■ WORK ITEM:
Every line of the listing that holds the word "alias" should be returned.

__________________________________________________

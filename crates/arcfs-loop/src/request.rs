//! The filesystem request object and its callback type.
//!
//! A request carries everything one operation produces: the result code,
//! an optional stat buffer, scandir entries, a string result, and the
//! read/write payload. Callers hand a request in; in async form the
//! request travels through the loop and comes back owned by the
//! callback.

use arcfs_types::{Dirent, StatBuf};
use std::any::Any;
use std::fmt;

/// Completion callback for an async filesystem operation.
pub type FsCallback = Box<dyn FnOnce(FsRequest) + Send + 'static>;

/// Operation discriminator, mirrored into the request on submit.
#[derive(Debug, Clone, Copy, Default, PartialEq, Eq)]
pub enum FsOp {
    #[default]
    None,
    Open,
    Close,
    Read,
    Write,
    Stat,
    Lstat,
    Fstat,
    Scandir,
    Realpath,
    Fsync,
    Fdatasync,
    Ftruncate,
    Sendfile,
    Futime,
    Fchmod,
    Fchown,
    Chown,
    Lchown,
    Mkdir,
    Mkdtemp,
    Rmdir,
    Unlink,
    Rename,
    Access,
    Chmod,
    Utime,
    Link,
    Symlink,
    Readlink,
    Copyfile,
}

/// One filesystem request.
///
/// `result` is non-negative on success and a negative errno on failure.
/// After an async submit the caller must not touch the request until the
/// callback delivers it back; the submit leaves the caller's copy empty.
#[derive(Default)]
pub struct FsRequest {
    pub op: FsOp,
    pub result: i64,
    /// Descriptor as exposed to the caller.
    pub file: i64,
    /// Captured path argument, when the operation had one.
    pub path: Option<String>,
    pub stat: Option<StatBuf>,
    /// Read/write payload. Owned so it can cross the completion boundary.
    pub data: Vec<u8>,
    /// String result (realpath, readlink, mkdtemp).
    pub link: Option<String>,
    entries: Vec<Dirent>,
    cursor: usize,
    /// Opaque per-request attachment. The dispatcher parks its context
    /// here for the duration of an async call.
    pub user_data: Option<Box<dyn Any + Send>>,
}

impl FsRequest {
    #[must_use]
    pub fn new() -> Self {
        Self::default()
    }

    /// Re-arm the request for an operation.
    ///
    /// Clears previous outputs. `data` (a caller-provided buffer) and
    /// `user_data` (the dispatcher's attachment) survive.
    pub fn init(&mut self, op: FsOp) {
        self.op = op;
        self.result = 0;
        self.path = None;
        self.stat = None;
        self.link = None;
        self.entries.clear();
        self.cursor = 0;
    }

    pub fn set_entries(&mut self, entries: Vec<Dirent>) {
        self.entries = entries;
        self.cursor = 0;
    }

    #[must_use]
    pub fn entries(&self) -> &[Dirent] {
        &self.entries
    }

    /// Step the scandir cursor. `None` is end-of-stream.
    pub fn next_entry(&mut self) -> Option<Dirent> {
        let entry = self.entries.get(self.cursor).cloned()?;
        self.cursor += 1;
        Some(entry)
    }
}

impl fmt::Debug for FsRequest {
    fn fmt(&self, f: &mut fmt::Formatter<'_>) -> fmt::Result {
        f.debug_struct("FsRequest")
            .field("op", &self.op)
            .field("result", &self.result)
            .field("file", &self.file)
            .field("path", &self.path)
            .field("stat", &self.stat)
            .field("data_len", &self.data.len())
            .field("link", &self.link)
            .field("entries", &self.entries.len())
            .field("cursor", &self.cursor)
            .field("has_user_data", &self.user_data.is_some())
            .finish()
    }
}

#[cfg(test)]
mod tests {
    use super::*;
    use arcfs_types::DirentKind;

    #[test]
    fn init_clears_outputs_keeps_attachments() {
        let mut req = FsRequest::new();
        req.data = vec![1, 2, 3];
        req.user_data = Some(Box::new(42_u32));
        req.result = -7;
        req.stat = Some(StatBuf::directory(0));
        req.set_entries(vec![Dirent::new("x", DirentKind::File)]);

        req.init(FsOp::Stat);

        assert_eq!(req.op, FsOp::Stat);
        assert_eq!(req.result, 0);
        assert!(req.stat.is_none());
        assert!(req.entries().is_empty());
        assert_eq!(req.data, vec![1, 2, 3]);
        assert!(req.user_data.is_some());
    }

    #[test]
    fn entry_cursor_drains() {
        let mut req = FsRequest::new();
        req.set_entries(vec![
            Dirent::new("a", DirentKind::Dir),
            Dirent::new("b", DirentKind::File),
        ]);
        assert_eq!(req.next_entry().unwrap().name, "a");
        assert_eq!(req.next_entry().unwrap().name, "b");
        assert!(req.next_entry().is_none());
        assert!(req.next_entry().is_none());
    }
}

__________________________________________________

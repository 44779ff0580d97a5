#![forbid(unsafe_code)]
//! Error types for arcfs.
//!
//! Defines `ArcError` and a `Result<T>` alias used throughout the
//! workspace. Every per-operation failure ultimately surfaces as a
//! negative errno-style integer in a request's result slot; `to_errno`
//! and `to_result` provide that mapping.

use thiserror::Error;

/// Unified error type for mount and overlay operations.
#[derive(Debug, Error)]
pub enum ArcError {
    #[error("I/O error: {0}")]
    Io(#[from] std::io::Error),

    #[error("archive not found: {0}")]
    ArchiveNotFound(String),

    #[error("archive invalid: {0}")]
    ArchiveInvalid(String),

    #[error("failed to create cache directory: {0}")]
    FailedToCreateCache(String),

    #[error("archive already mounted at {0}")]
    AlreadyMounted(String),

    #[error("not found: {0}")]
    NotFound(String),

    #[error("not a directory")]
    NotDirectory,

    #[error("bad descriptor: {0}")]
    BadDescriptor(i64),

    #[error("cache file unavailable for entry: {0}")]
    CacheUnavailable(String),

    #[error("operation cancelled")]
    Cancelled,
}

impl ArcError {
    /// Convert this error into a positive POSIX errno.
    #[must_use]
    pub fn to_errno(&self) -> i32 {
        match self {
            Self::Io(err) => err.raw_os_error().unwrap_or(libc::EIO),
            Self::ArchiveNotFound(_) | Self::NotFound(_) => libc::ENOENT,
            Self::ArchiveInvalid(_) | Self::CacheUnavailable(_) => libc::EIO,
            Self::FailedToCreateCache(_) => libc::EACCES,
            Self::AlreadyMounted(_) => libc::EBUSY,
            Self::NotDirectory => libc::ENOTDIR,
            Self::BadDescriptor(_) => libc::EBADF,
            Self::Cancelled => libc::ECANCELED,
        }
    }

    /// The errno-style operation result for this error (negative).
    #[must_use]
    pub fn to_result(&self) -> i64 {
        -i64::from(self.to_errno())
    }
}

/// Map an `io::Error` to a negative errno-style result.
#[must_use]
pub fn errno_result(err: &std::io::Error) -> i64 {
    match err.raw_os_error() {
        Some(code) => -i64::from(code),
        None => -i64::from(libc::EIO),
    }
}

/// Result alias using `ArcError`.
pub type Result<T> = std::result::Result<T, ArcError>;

__________________________________________________

■ OUTPUT:
//! Defines `ArcError` and a `Result<T>` alias used throughout the
/// Result alias using `ArcError`.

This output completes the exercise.